Working data –
* * * * *
//! Template types for typed variable injection.

use std::marker::PhantomData;

/// Trait for template variable sets
pub trait TemplateVars {
    fn apply(&self, content: &str) -> String;
}

/// Template with typed variable injection
#[derive(Debug, Clone, Copy)]
pub struct Template<V> {
    content: &'static str,
    _marker: PhantomData<V>,
}

impl<V> Template<V> {
    pub const fn new(content: &'static str) -> Self {
        Self {
            content,
            _marker: PhantomData,
        }
    }
}

impl<V: TemplateVars> Template<V> {
    pub fn render(&self, vars: &V) -> String {
        vars.apply(self.content)
    }
}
* * * * *
Task brief – Show every line above in which the word "TemplateVars" occurs.

Answer below –
pub trait TemplateVars {
impl<V: TemplateVars> Template<V> {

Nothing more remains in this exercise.